「女性登用の壁」は、人材育成の壁そのもの

羽生 ここで資料をお見せしたいのですが、(「カゴメ、ポーラ トップが語る日本に残る男性社会の空気」で紹介した)先ほどのアンケート結果の続きです。「組織で感じる女性が働くうえでの障害や壁は何ですか?」という質問に対して、約6割が「ダイバーシティ経営の効果が理解されていない」で第1位でした。次いで「男性同士の忖度文化に違和感がある」「女性同士のネットワークが弱い」などが挙げられました。及川さん、これは「働く女性の、あるある」ですよね。

及川 「あるある」ですね。男性による誤解もあります。例えば、アンケート結果の表の中に「『女性同士は仲が悪い』などの偏見がある」とありますが、男性同士だってみんなが仲がよいわけではありません。女性が仲が悪いのではなくて、人間にはどうしても相いれない人が性別問わずいるということでしかないんです。そういう事実をきちんと見たほうがいいと思います。

 これまで女性に与えられたチャンスが少なかったことは事実です。その理由は、上層部を男性が占めていて、どうしても目に付きやすいのが自分と一緒に仕事をした男性の人たちだからです。例えば、ブルーワーカーの仕事を女性が担って、意思決定は男性が担うという時代が長かったからどうしても女性がリストに載ってこないという実態があると思います。

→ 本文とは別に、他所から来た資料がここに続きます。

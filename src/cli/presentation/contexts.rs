//! Contexts presentation: the stack in precedence order.

use super::shared::{display_source, display_value};
use crate::context::ContextStack;
use crate::error::ApiError;
use comfy_table::presets::UTF8_FULL;
use comfy_table::Table;
use owo_colors::OwoColorize;

fn section_heading(title: &str) -> String {
    format!("{}", title.bold().underline())
}

pub fn format_contexts_text(stack: &ContextStack) -> String {
    let mut table = Table::new();
    table.load_preset(UTF8_FULL);
    table.set_header(vec!["Rank", "Context", "Source", "Options"]);
    for ctx in stack.contexts() {
        let mut options: Vec<String> = ctx
            .generic()
            .iter()
            .map(|(k, v)| format!("{} = {}", k, display_value(v)))
            .collect();
        for (command, bag) in ctx.command_specific() {
            for (k, v) in bag {
                options.push(format!("[{}] {} = {}", command, k, display_value(v)));
            }
        }
        table.add_row(vec![
            ctx.rank().to_string(),
            ctx.name().to_string(),
            display_source(ctx.source_path()),
            options.join("\n"),
        ]);
    }
    format!(
        "{}\n{}",
        section_heading(&format!("Context stack for `{}`", stack.command())),
        table
    )
}

pub fn format_contexts_json(stack: &ContextStack) -> Result<String, ApiError> {
    Ok(serde_json::to_string_pretty(stack)?)
}
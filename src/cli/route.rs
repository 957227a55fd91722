//! CLI route: single route table and run context. Dispatches to the context
//! stack and presentation.

use crate::config::SearchRoots;
use crate::context::{
    parse_override, ContextStack, ContextStackBuilder, Invocation, OptionValue,
};
use crate::error::{ApiError, ContextError};
use tracing::debug;

use crate::cli::parse::{Cli, Commands, OutputFormat};
use crate::cli::presentation::{
    format_contexts_json, format_contexts_text, format_option_all_text, format_option_json,
    format_option_text, format_status_json, format_status_pipe, format_status_text, StatusReport,
};

/// Turn parsed arguments into the invocation the stack builder consumes.
/// `--pipe` and `--verbose` become process-level options.
pub fn invocation_from_cli(cli: &Cli) -> Result<Invocation, ContextError> {
    let mut invocation = Invocation::new(cli.command.name());
    invocation.config_path = cli.config.clone();
    invocation.alias_target = cli.target.clone();
    invocation.root = cli.root.clone();
    invocation.uri = cli.uri.clone();
    invocation.alias_paths = cli.alias_paths.clone();
    for raw in &cli.overrides {
        let (key, value) = parse_override(raw)?;
        invocation.overrides.insert(key, value);
    }
    if cli.pipe {
        invocation
            .overrides
            .insert("pipe".to_string(), OptionValue::Boolean(true));
    }
    if cli.verbose {
        invocation
            .overrides
            .insert("verbose".to_string(), OptionValue::Boolean(true));
    }
    Ok(invocation)
}

/// Runtime context for CLI execution: the frozen stack plus what was asked for.
pub struct RunContext {
    stack: ContextStack,
    invocation: Invocation,
}

impl RunContext {
    /// Build the stack for `invocation` against `roots`.
    pub fn new(invocation: Invocation, roots: SearchRoots) -> Result<Self, ApiError> {
        let stack = ContextStackBuilder::new(invocation.clone(), roots).build()?;
        Ok(Self { stack, invocation })
    }

    /// Build from parsed arguments using roots from the environment.
    pub fn from_cli(cli: &Cli) -> Result<Self, ApiError> {
        Self::new(invocation_from_cli(cli)?, SearchRoots::from_env())
    }

    pub fn stack(&self) -> &ContextStack {
        &self.stack
    }

    pub fn execute(&self, command: &Commands) -> Result<String, ApiError> {
        debug!(command = command.name(), "Executing command");
        match command {
            Commands::Status { format } => {
                let report = StatusReport::from_stack(
                    &self.stack,
                    self.invocation.root.clone(),
                    self.invocation.site_dir(),
                );
                match format {
                    OutputFormat::Json => format_status_json(&report),
                    OutputFormat::Text if self.stack.option_bool("pipe") => {
                        Ok(format_status_pipe(&report))
                    }
                    OutputFormat::Text => Ok(format_status_text(&report)),
                }
            }
            Commands::Option {
                name,
                command,
                default,
                all,
                format,
            } => {
                let active = command.as_deref().unwrap_or(self.stack.command());
                let default = default
                    .as_deref()
                    .map(|raw| OptionValue::String(raw.to_string()))
                    .unwrap_or_else(|| OptionValue::String(String::new()));
                let winner = self.stack.lookup(name, active);
                let values = all.then(|| self.stack.values_of(name, active));
                match format {
                    OutputFormat::Json => format_option_json(
                        name,
                        active,
                        winner.as_ref(),
                        &default,
                        values.as_deref(),
                    ),
                    OutputFormat::Text => Ok(match values {
                        Some(values) => format_option_all_text(name, &values),
                        None => format_option_text(name, winner.as_ref(), &default),
                    }),
                }
            }
            Commands::Contexts { format } => match format {
                OutputFormat::Json => format_contexts_json(&self.stack),
                OutputFormat::Text => Ok(format_contexts_text(&self.stack)),
            },
        }
    }
}
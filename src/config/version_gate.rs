//! Version gating for config file names.
//!
//! A version-specific source embeds `<tool><major>` in its name, either as a
//! file (`brush1rc.toml`) or as a directory holding a plain rc file
//! (`brush1/brushrc.toml`). Only the running tool's own major version is
//! eligible; any other token is rejected, including tokens that belong to a
//! different tool name.

/// Outcome of checking one file or directory name.
#[derive(Debug, Clone, PartialEq, Eq)]
pub enum Eligibility {
    /// No version token: an ordinary name.
    Unversioned,
    /// Token matches this tool and major version.
    Matching,
    /// Token present but for another tool or another major version.
    Mismatched { token: String },
}

/// Name-level gate for one tool generation.
#[derive(Debug, Clone, PartialEq, Eq)]
pub struct VersionGate {
    tool: String,
    major: u32,
}

impl VersionGate {
    pub fn new(tool: impl Into<String>, major: u32) -> Self {
        Self {
            tool: tool.into(),
            major,
        }
    }

    pub fn tool(&self) -> &str {
        &self.tool
    }

    pub fn major(&self) -> u32 {
        self.major
    }

    /// Version token this gate accepts, e.g. `brush1`.
    pub fn token(&self) -> String {
        format!("{}{}", self.tool, self.major)
    }

    /// File name of the version-specific rc file, e.g. `brush1rc.toml`.
    pub fn rc_file_name(&self) -> String {
        format!("{}rc.toml", self.token())
    }

    /// Classify a version-specific rc file name (`<name><digits>rc.toml`).
    pub fn classify_file(&self, file_name: &str) -> Eligibility {
        match file_name.strip_suffix("rc.toml") {
            Some(stem) => self.classify_token(stem),
            None => Eligibility::Unversioned,
        }
    }

    /// Classify a directory name (`<name><digits>`).
    pub fn classify_dir(&self, dir_name: &str) -> Eligibility {
        self.classify_token(dir_name)
    }

    fn classify_token(&self, token: &str) -> Eligibility {
        let Some((name, digits)) = split_version_token(token) else {
            return Eligibility::Unversioned;
        };
        let matches = name == self.tool && digits == self.major.to_string();
        if matches {
            Eligibility::Matching
        } else {
            Eligibility::Mismatched {
                token: token.to_string(),
            }
        }
    }
}

/// Split `brush12` into `("brush", "12")`. The name part must be non-empty
/// and alphabetic (dots, dashes and underscores allowed) and the digit run
/// must reach the end of the token.
fn split_version_token(token: &str) -> Option<(&str, &str)> {
    let digits_start = token
        .char_indices()
        .rev()
        .take_while(|(_, c)| c.is_ascii_digit())
        .last()
        .map(|(i, _)| i)?;
    let (name, digits) = token.split_at(digits_start);
    let valid_name = !name.is_empty()
        && name
            .chars()
            .all(|c| c.is_ascii_alphabetic() || matches!(c, '.' | '-' | '_'));
    valid_name.then_some((name, digits))
}
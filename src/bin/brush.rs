//! Brush CLI Binary
//!
//! Builds the context stack for one invocation and reports on it.

use brush_context::cli::{map_error, rewrite_alias_target, Cli, RunContext};
use brush_context::logging::{init_logging, LoggingConfig};
use clap::Parser;
use std::process;
use tracing::{error, info};

fn main() {
    let cli = Cli::parse_from(rewrite_alias_target(std::env::args_os()));

    // Build logging config from the context stack and CLI flags
    let logging_config = build_logging_config(&cli);

    // Initialize logging before the real stack build so discovery is traced
    if let Err(e) = init_logging(Some(&logging_config)) {
        eprintln!("Failed to initialize logging: {}", e);
        process::exit(1);
    }

    info!("Brush CLI starting");

    let context = match RunContext::from_cli(&cli) {
        Ok(ctx) => {
            info!(
                command = ctx.stack().command(),
                sources = ctx.stack().loaded_paths().len(),
                "Context stack built"
            );
            ctx
        }
        Err(e) => {
            error!("Error building context stack: {}", e);
            eprintln!("{}", map_error(&e));
            process::exit(1);
        }
    };

    match context.execute(&cli.command) {
        Ok(output) => {
            info!("Command completed successfully");
            println!("{}", output);
        }
        Err(e) => {
            error!("Command failed: {}", e);
            eprintln!("{}", map_error(&e));
            process::exit(1);
        }
    }
}

/// Build logging configuration from the context stack and CLI flags.
/// Precedence: CLI flags override stack options override defaults. A stack
/// that fails to build here falls back to defaults; the error is reported
/// when the run context is built.
fn build_logging_config(cli: &Cli) -> LoggingConfig {
    let mut config = RunContext::from_cli(cli)
        .ok()
        .map(|ctx| LoggingConfig::from_stack(ctx.stack()))
        .unwrap_or_default();
    apply_cli_flags(&mut config, cli);
    config
}

fn apply_cli_flags(config: &mut LoggingConfig, cli: &Cli) {
    if cli.quiet {
        config.enabled = false;
    }
    if cli.verbose {
        config.level = "debug".to_string();
    }
    if let Some(ref level) = cli.log_level {
        config.level = level.clone();
    }
    if let Some(ref format) = cli.log_format {
        config.format = format.clone();
    }
}
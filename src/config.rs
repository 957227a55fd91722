//! Configuration sources
//!
//! Where configuration lives on disk and how it is read: the search roots,
//! per-slot search paths with version gating, and the rc and alias file
//! formats. Turning sources into contexts is the job of [`crate::context`].

pub mod paths;
pub mod search;
pub mod version_gate;

/// File formats: rc files and alias files.
pub mod sources {
    pub mod alias_file;
    pub mod rc_file;
}

pub use paths::{tool_major_version, SearchRoots, SYSTEM_DIR_ENV, TOOL_NAME};
pub use search::{Candidate, CandidateKind, SearchPlan, SlotProbe};
pub use sources::alias_file::{AliasRecord, METADATA_KEYS};
pub use sources::rc_file::{load_rc_file, parse_rc};
pub use version_gate::{Eligibility, VersionGate};
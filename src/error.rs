//! Error types for the brush context resolution engine.

use std::path::PathBuf;
use thiserror::Error;

/// Errors raised while discovering, loading or resolving contexts.
///
/// Every variant is fatal to the invocation: no command runs against a
/// partially built context stack.
#[derive(Debug, Error)]
pub enum ContextError {
    #[error("Failed to read configuration source {}: {source}", .path.display())]
    Discovery {
        path: PathBuf,
        #[source]
        source: std::io::Error,
    },

    #[error("{}", format_parse_error(.path, .line, .message))]
    Parse {
        path: PathBuf,
        line: Option<usize>,
        message: String,
    },

    #[error("No such alias: @{name} (searched {})", format_searched(.searched))]
    UnknownAlias { name: String, searched: Vec<PathBuf> },

    #[error("Invalid option override: {0}")]
    InvalidOverride(String),
}

impl ContextError {
    pub(crate) fn parse(
        path: &std::path::Path,
        line: Option<usize>,
        message: impl Into<String>,
    ) -> Self {
        ContextError::Parse {
            path: path.to_path_buf(),
            line,
            message: message.into(),
        }
    }

    pub(crate) fn discovery(path: &std::path::Path, source: std::io::Error) -> Self {
        ContextError::Discovery {
            path: path.to_path_buf(),
            source,
        }
    }
}

fn format_parse_error(path: &std::path::Path, line: &Option<usize>, message: &str) -> String {
    match line {
        Some(line) => format!(
            "Failed to parse {} (line {}): {}",
            path.display(),
            line,
            message
        ),
        None => format!("Failed to parse {}: {}", path.display(), message),
    }
}

fn format_searched(searched: &[PathBuf]) -> String {
    if searched.is_empty() {
        return "no alias directories".to_string();
    }
    searched
        .iter()
        .map(|p| p.display().to_string())
        .collect::<Vec<_>>()
        .join(", ")
}

/// CLI-facing errors: context failures plus the surface around them.
#[derive(Debug, Error)]
pub enum ApiError {
    #[error(transparent)]
    Context(#[from] ContextError),

    #[error("Configuration error: {0}")]
    ConfigError(String),

    #[error("Output error: {0}")]
    OutputError(String),
}

impl From<serde_json::Error> for ApiError {
    fn from(err: serde_json::Error) -> Self {
        ApiError::OutputError(err.to_string())
    }
}
use std::net::SocketAddr;
use std::sync::Arc;

use futures_util::{SinkExt, StreamExt};
use hyper::service::{make_service_fn, service_fn};
use hyper::{Body, Request, Response, Server, StatusCode};
use hyper_tungstenite::tungstenite::Message;
use log::{error, info, warn};
use tokio::sync::mpsc;

use attendance_server::config::Config;
use attendance_server::engine::Engine;
use attendance_server::state::{AppState, Store};
use attendance_server::{broadcast, commands};

// ============================================
// WebSocket Connection Handler
// ============================================

async fn handle_connection(
    ws: hyper_tungstenite::WebSocketStream<hyper::upgrade::Upgraded>,
    state: Arc<AppState>,
) {
    let observer_id = uuid::Uuid::new_v4().to_string();
    info!("Observer {observer_id} connected");

    let (mut ws_sender, mut ws_receiver) = ws.split();

    // Channel for pushing messages at this WebSocket; a dedicated task
    // forwards them so broadcasts never block on a slow peer.
    let (tx, mut rx) = mpsc::unbounded_channel();
    let mut send_task = tokio::spawn(async move {
        while let Some(message) = rx.recv().await {
            if ws_sender.send(message).await.is_err() {
                break;
            }
        }
    });

    // Catch the new observer up: buffered error notices first, then one
    // fresh snapshot pair for this observer only.
    {
        let mut observers = state.observers.lock().await;
        observers.register(observer_id.clone(), tx.clone());
        observers.replay_errors(&tx);
    }
    if let Err(e) = broadcast::send_snapshot(&state, &tx).await {
        error!("Failed to send initial snapshot to {observer_id}: {e}");
    }

    loop {
        tokio::select! {
            incoming = ws_receiver.next() => {
                match incoming {
                    Some(Ok(Message::Text(text))) => {
                        commands::handle_command(&text, &state).await;
                    }
                    Some(Ok(Message::Ping(data))) => {
                        let _ = tx.send(Message::Pong(data));
                    }
                    Some(Ok(Message::Close(_))) => {
                        info!("Observer {observer_id} closed connection");
                        break;
                    }
                    Some(Ok(_)) => {}
                    Some(Err(e)) => {
                        error!("WebSocket error from {observer_id}: {e}");
                        break;
                    }
                    None => break,
                }
            }
            _ = &mut send_task => {
                break;
            }
        }
    }

    state.observers.lock().await.unregister(&observer_id);
    send_task.abort();
    info!("Observer {observer_id} disconnected");
}

// ============================================
// Main Request Handler
// ============================================

async fn handle_request(
    mut req: Request<Body>,
    state: Arc<AppState>,
) -> Result<Response<Body>, hyper::Error> {
    // Health check endpoint
    if req.uri().path() == "/health" {
        return Ok(Response::builder()
            .status(StatusCode::OK)
            .body(Body::from("ok"))
            .unwrap());
    }

    // WebSocket upgrade
    if hyper_tungstenite::is_upgrade_request(&req) {
        match hyper_tungstenite::upgrade(&mut req, None) {
            Ok((response, websocket)) => {
                tokio::spawn(async move {
                    match websocket.await {
                        Ok(ws) => handle_connection(ws, state).await,
                        Err(e) => warn!("WebSocket handshake failed: {e}"),
                    }
                });
                return Ok(response);
            }
            Err(e) => {
                error!("WebSocket upgrade error: {e}");
                return Ok(Response::builder()
                    .status(StatusCode::BAD_REQUEST)
                    .body(Body::from("Invalid WebSocket upgrade request"))
                    .unwrap());
            }
        }
    }

    Ok(Response::builder()
        .status(StatusCode::NOT_FOUND)
        .body(Body::from(
            "Not found. Use /health for health check, or upgrade to WebSocket.",
        ))
        .unwrap())
}

// ============================================
// Main Entry Point
// ============================================

#[tokio::main]
async fn main() {
    env_logger::init();

    let config = Config::load();

    if let Err(e) = std::fs::create_dir_all(&config.qr_dir) {
        error!("Failed to create QR artifact directory: {e}");
        std::process::exit(1);
    }

    // A broken store is fatal: continuing would risk silent data loss.
    let store = match Store::open(&config.database_path).await {
        Ok(store) => store,
        Err(e) => {
            error!("Failed to open store: {e}");
            std::process::exit(1);
        }
    };

    let engine = Engine::new(store, config.qr_dir.clone());
    let state = Arc::new(AppState::new(engine));

    let broadcast_state = state.clone();
    let mut broadcast_task = tokio::spawn(async move { broadcast::run(broadcast_state).await });

    let addr: SocketAddr = ([0, 0, 0, 0], config.port).into();
    let make_svc = make_service_fn(move |_conn| {
        let state = state.clone();
        async move {
            Ok::<_, hyper::Error>(service_fn(move |req| {
                let state = state.clone();
                handle_request(req, state)
            }))
        }
    });

    let server = Server::bind(&addr).serve(make_svc);

    info!("Attendance server listening on http://{addr}");
    info!("WebSocket endpoint: ws://{addr}");
    info!("Health check: http://{addr}/health");

    tokio::select! {
        result = server => {
            if let Err(e) = result {
                error!("Server error: {e}");
            }
        }
        result = &mut broadcast_task => {
            match result {
                Ok(Err(e)) => error!("Broadcast loop failed: {e}"),
                Ok(Ok(())) => error!("Broadcast loop exited unexpectedly"),
                Err(e) => error!("Broadcast task panicked: {e}"),
            }
            std::process::exit(1);
        }
    }
}
use thiserror::Error;

/// Error taxonomy for roster and log operations.
///
/// `Storage` is the only fatal class: the process must not keep running on a
/// broken store. Everything else is recoverable and is reported to observers
/// as a single error notice by the command layer.
#[derive(Error, Debug)]
pub enum AppError {
    #[error("storage failure: {0}")]
    Storage(#[from] sqlx::Error),

    #[error("User \"{0}\" already exists.")]
    DuplicateUser(String),

    #[error("User \"{0}\" not found.")]
    UserNotFound(String),

    #[error("{0}")]
    InvalidCommand(String),

    #[error("code artifact I/O failure: {0}")]
    Artifact(#[from] std::io::Error),

    #[error("code generation failed: {0}")]
    CodeGeneration(String),
}
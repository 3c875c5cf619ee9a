use std::path::PathBuf;

use chrono::Local;
use log::{debug, info, warn};

use crate::error::AppError;
use crate::qr;
use crate::state::signal::ChangeSignal;
use crate::state::store::Store;
use crate::state::toggle;

/// Orchestrates roster and log mutations.
///
/// Every mutating operation follows the same discipline: acquire the store's
/// write lock, mutate, commit, then raise the change signal. Failures release
/// the lock through the write handle's RAII rollback and never signal, so
/// observers only wake for states that were actually persisted.
pub struct Engine {
    store: Store,
    signal: ChangeSignal,
    qr_dir: PathBuf,
}

impl Engine {
    pub fn new(store: Store, qr_dir: PathBuf) -> Self {
        Self {
            store,
            signal: ChangeSignal::new(),
            qr_dir,
        }
    }

    pub fn store(&self) -> &Store {
        &self.store
    }

    pub fn signal(&self) -> &ChangeSignal {
        &self.signal
    }

    /// Add a user to the roster and persist their scannable code artifact.
    /// Duplicate names are rejected.
    pub async fn add_user(&self, name: &str) -> Result<(), AppError> {
        let name = name.trim();
        if name.is_empty() {
            return Err(AppError::InvalidCommand(
                "Cannot add a user with an empty name.".to_string(),
            ));
        }

        let mut write = self.store.begin_write().await?;
        if write.user_exists(name).await? {
            return Err(AppError::DuplicateUser(name.to_string()));
        }

        let png = qr::generate_png(name)?;
        let path = self.qr_dir.join(qr::artifact_filename(name));
        tokio::fs::write(&path, &png).await?;

        write.insert_user(name).await?;
        write.commit().await?;

        info!("Added user {name}");
        self.signal.set();
        Ok(())
    }

    /// Remove a user from the roster and delete their code artifact. The
    /// roster row is checked before any filesystem mutation; a missing
    /// artifact afterwards is tolerated with a warning.
    pub async fn remove_user(&self, name: &str) -> Result<(), AppError> {
        let mut write = self.store.begin_write().await?;
        if !write.user_exists(name).await? {
            return Err(AppError::UserNotFound(name.to_string()));
        }
        write.delete_user(name).await?;

        let path = self.qr_dir.join(qr::artifact_filename(name));
        if let Err(e) = tokio::fs::remove_file(&path).await {
            warn!("Could not remove code artifact for {name}: {e}");
        }

        write.commit().await?;

        info!("Removed user {name}");
        self.signal.set();
        Ok(())
    }

    /// Resolve an identity from raw image bytes. Pure delegation to the
    /// scanner; never touches the store or the signal.
    pub fn decode_identity(&self, image_bytes: &[u8]) -> Option<String> {
        qr::decode(image_bytes)
    }

    /// Record one attendance event. `None` means the scan carried no
    /// recognizable identity and the whole operation is a silent no-op.
    ///
    /// The prior-events read, the toggle decision and the insert all happen
    /// under the same write lock, so concurrent scans of the same user can
    /// never both observe the same prior state.
    pub async fn log_event(&self, identity: Option<String>) -> Result<(), AppError> {
        let Some(name) = identity else {
            debug!("No identity resolved from scan, ignoring");
            return Ok(());
        };

        let mut write = self.store.begin_write().await?;
        let prior = write.logs_for_user(&name).await?;
        let was_login = toggle::resolve(&prior);

        let now = Local::now();
        let event = write
            .insert_log_event(
                &name,
                was_login,
                &now.format("%H:%M:%S").to_string(),
                &now.format("%Y-%m-%d").to_string(),
            )
            .await?;
        write.commit().await?;

        info!(
            "Logged {} event #{} for {name}",
            if was_login { "login" } else { "logout" },
            event.id
        );
        self.signal.set();
        Ok(())
    }
}

#[cfg(test)]
mod tests {
    use super::*;
    use std::sync::Arc;

    async fn temp_engine() -> (tempfile::TempDir, Engine) {
        let dir = tempfile::tempdir().unwrap();
        let store = Store::open(dir.path().join("test.db")).await.unwrap();
        let engine = Engine::new(store, dir.path().to_path_buf());
        (dir, engine)
    }

    #[tokio::test]
    async fn alice_scenario_add_log_log_remove() {
        let (_dir, engine) = temp_engine().await;

        engine.add_user("Alice").await.unwrap();
        assert_eq!(engine.store().all_users().await.unwrap(), vec!["Alice"]);

        engine.log_event(Some("Alice".to_string())).await.unwrap();
        engine.log_event(Some("Alice".to_string())).await.unwrap();

        let logs = engine.store().logs_for_user("Alice").await.unwrap();
        assert_eq!(logs.len(), 2);
        assert!(logs[0].was_login);
        assert!(!logs[1].was_login);

        // Removing the user leaves their log history intact.
        engine.remove_user("Alice").await.unwrap();
        assert!(engine.store().all_users().await.unwrap().is_empty());
        assert_eq!(engine.store().logs_for_user("Alice").await.unwrap().len(), 2);
    }

    #[tokio::test]
    async fn log_and_roster_are_decoupled() {
        let (_dir, engine) = temp_engine().await;

        // Bob was never added to the roster; his events still alternate.
        engine.log_event(Some("Bob".to_string())).await.unwrap();
        engine.log_event(Some("Bob".to_string())).await.unwrap();
        engine.log_event(Some("Bob".to_string())).await.unwrap();

        let logs = engine.store().logs_for_user("Bob").await.unwrap();
        assert_eq!(
            logs.iter().map(|e| e.was_login).collect::<Vec<_>>(),
            vec![true, false, true]
        );
    }

    #[tokio::test]
    async fn unresolved_identity_is_a_silent_noop() {
        let (_dir, engine) = temp_engine().await;

        engine.log_event(None).await.unwrap();

        assert!(engine.store().all_logs().await.unwrap().is_empty());
        assert!(!engine.signal().is_set());
    }

    #[tokio::test]
    async fn successful_mutations_raise_the_signal() {
        let (_dir, engine) = temp_engine().await;

        engine.add_user("Alice").await.unwrap();
        assert!(engine.signal().is_set());

        engine.signal().wait_then_clear().await;
        engine.log_event(Some("Alice".to_string())).await.unwrap();
        assert!(engine.signal().is_set());
    }

    #[tokio::test]
    async fn duplicate_add_is_rejected_without_signal() {
        let (_dir, engine) = temp_engine().await;

        engine.add_user("Alice").await.unwrap();
        engine.signal().wait_then_clear().await;

        let result = engine.add_user("Alice").await;
        assert!(matches!(result, Err(AppError::DuplicateUser(_))));
        assert_eq!(engine.store().all_users().await.unwrap().len(), 1);
        assert!(!engine.signal().is_set());
    }

    #[tokio::test]
    async fn remove_of_unknown_user_fails_before_any_mutation() {
        let (_dir, engine) = temp_engine().await;

        let result = engine.remove_user("Nobody").await;
        assert!(matches!(result, Err(AppError::UserNotFound(_))));
        assert!(!engine.signal().is_set());

        // The write lock was released on the error path.
        engine.add_user("Alice").await.unwrap();
    }

    #[tokio::test]
    async fn add_and_remove_manage_the_code_artifact() {
        let (dir, engine) = temp_engine().await;
        let artifact = dir.path().join(qr::artifact_filename("Alice"));

        engine.add_user("Alice").await.unwrap();
        assert!(artifact.exists());

        // The artifact is a scannable code carrying the name.
        let bytes = std::fs::read(&artifact).unwrap();
        assert_eq!(qr::decode(&bytes).as_deref(), Some("Alice"));

        engine.remove_user("Alice").await.unwrap();
        assert!(!artifact.exists());
    }

    #[tokio::test]
    async fn concurrent_log_events_serialize_without_lost_updates() {
        let (_dir, engine) = temp_engine().await;
        let engine = Arc::new(engine);

        let mut handles = Vec::new();
        for _ in 0..8 {
            let engine = engine.clone();
            handles.push(tokio::spawn(async move {
                engine.log_event(Some("Worker".to_string())).await
            }));
        }
        for handle in handles {
            handle.await.unwrap().unwrap();
        }

        let logs = engine.store().logs_for_user("Worker").await.unwrap();
        assert_eq!(logs.len(), 8);
        // Strict alternation even under concurrency: the read-then-insert
        // sequence is atomic relative to other writers.
        for pair in logs.windows(2) {
            assert_ne!(pair[0].was_login, pair[1].was_login);
        }
        assert!(logs[0].was_login);
    }

    #[tokio::test]
    async fn concurrent_roster_mutations_all_land() {
        let (_dir, engine) = temp_engine().await;
        let engine = Arc::new(engine);

        let mut handles = Vec::new();
        for i in 0..6 {
            let engine = engine.clone();
            handles.push(tokio::spawn(
                async move { engine.add_user(&format!("user-{i}")).await },
            ));
        }
        for handle in handles {
            handle.await.unwrap().unwrap();
        }

        assert_eq!(engine.store().all_users().await.unwrap().len(), 6);
    }
}
pub mod observers;
pub mod signal;
pub mod store;
pub mod toggle;

pub use observers::{ObserverRegistry, ObserverSender};
pub use signal::ChangeSignal;
pub use store::{LogEvent, Store, WriteHandle};

use tokio::sync::Mutex;

use crate::engine::Engine;

/// Shared state across all connections and background tasks.
///
/// Each subsystem carries its own synchronization: the engine serializes
/// writers through the store's write lock, the change signal is lock-free,
/// and the observer registry has its own mutex so broadcasting never
/// contends with command processing. The command lock additionally
/// serializes whole inbound command messages against each other.
pub struct AppState {
    pub engine: Engine,
    pub observers: Mutex<ObserverRegistry>,
    pub command_lock: Mutex<()>,
}

impl AppState {
    pub fn new(engine: Engine) -> Self {
        Self {
            engine,
            observers: Mutex::new(ObserverRegistry::new()),
            command_lock: Mutex::new(()),
        }
    }
}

 今、世の中の企業が思っている「女性登用の壁」というのは、「壁」ではなくて登用する側の「思い込み」なのではないでしょうか。その思い込みを一旦取り除いて、トライする場を与えるとか、サポートしてあげるとか、そういうことが非常に大事なのだと思います。

 「女性登用ができない」と言うことは、実は「当社には人材を育成する環境が整っていません」「社員能力の拡張ができません」と宣言しているようなものです。これから先の社会では、そういうスタンスの企業は世の中からそう思われてしまいます。日本は意志決定者の女性比率は2%で、海外は3割に近づいている。このギャップがグローバルでの戦い方における大きな差になってくるのではないかと感じています。

進行役の日経BP執行役員・高柳正盛
進行役の日経BP執行役員・高柳正盛

―― 寺田さん、今のお話で、カゴメの女性社員の意識は変わってきていると思いますか?

寺田 働きやすい環境作りを進めると同時に、ダイバーシティを推進するために全国的な委員会を立ち上げて参画するようになったり、女性がリーダーになって活動をしたりなど、様々な施策を張り巡らせました。子育て中の女性の営業担当者は、今までは内勤が多かったのですが、今は育休明けからすぐに外勤営業に復帰するというかたちが当社でも一般的になってきています。「女性には無理だ」という考え方は、もう当社にはなくなってきています。

―― 全国の支社でも、本部社員が中心になってダイバーシティについて勉強する会を開催しているのですよね。

寺田 それに加えて大事なのは、管理職を目指そうとする女性の動機付けです。そこがまだ私どもの会社は弱かったので、そこは女性役員が中心となって塾を開いています。とはいえ、私どもの女性管理職比率はまだやっと7%なんです。様々な施策を始める前は、なんと2%でした。決して定量的な数字だけが成果ではないにしても、この数字をこれから猛烈に上げていく環境づくりはできていますし、多くの女性社員が課長を目指すようにもなってきています。

 今、社会全体で、そのような意欲のある女性たちが増えていますよね。そういうこともプラスになっていると思います。